(Saved data entries)
• • • • •
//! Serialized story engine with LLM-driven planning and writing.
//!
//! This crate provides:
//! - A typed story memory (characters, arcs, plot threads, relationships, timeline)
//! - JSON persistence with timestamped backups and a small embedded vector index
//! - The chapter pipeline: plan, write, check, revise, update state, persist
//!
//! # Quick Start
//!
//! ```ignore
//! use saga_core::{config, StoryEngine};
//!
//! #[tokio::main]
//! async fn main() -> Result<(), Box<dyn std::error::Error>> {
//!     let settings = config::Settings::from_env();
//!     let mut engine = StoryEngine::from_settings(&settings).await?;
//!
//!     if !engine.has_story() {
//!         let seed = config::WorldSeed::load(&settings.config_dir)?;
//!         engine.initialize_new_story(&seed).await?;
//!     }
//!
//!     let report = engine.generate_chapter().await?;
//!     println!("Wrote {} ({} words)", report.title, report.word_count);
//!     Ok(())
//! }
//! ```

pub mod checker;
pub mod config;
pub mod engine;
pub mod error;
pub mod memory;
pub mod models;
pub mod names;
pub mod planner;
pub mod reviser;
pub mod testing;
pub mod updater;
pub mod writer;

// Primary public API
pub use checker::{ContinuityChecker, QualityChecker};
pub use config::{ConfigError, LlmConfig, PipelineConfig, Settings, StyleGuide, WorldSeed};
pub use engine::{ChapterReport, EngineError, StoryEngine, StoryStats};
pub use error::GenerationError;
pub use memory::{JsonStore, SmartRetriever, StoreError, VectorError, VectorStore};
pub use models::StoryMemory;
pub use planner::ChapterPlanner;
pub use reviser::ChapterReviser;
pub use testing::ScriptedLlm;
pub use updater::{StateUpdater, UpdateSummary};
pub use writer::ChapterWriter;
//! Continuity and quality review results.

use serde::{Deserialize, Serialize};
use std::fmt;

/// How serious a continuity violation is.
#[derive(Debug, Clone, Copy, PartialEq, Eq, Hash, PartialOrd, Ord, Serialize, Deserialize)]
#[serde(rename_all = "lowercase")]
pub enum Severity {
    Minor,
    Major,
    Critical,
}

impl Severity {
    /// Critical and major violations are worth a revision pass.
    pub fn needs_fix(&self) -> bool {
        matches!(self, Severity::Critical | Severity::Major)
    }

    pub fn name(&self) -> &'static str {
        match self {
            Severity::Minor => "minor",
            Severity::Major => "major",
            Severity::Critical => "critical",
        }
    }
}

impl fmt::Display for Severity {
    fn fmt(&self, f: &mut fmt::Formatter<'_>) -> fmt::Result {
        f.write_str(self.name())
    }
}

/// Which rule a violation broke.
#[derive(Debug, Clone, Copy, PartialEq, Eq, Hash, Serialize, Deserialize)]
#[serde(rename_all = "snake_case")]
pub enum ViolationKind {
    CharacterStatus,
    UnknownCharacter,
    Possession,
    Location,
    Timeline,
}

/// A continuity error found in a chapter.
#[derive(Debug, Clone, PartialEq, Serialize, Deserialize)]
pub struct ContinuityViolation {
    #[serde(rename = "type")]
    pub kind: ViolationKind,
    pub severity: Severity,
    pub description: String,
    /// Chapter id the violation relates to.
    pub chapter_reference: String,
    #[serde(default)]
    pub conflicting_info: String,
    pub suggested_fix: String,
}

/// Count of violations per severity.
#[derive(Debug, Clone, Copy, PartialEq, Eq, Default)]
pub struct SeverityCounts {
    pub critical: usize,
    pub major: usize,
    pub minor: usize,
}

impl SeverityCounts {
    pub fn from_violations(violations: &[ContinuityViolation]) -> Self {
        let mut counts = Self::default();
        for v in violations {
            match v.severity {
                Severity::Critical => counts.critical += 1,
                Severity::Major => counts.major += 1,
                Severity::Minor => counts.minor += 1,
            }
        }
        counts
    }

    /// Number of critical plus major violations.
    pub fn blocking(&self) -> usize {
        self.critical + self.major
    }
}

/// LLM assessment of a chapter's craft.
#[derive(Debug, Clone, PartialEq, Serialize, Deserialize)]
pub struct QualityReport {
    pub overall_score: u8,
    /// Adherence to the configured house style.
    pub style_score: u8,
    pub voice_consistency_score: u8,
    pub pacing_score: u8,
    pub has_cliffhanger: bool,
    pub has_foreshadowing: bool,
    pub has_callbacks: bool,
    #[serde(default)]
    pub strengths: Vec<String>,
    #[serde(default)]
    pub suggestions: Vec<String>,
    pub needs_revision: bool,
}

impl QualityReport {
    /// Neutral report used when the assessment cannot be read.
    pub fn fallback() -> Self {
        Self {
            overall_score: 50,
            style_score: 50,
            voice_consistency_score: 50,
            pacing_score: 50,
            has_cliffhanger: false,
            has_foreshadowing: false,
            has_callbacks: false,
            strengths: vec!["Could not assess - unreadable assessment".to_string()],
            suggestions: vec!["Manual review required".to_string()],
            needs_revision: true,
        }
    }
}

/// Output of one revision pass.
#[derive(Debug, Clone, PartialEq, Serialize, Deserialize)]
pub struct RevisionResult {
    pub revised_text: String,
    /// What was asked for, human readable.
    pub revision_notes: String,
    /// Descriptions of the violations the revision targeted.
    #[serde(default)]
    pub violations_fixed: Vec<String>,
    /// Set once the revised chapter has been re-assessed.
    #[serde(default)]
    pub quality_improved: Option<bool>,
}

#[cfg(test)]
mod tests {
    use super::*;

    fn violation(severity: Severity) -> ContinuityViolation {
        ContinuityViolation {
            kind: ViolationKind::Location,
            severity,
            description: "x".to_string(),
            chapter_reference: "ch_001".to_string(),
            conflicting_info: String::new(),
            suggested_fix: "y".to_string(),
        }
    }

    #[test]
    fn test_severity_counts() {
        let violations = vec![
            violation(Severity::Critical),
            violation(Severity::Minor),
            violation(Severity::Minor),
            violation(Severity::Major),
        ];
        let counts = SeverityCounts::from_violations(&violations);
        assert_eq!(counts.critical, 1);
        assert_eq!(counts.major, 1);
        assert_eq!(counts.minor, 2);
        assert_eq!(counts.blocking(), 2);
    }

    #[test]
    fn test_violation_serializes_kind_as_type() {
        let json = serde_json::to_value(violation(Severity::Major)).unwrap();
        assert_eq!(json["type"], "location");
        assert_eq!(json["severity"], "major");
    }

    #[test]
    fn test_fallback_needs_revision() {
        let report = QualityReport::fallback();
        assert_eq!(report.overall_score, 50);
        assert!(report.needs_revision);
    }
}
• • • • •
_Brief:_
All of the lines above that carry the string "await" need to be found and copied.

_Result of the task:_
//!     let mut engine = StoryEngine::from_settings(&settings).await?;
//!         engine.initialize_new_story(&seed).await?;
//!     let report = engine.generate_chapter().await?;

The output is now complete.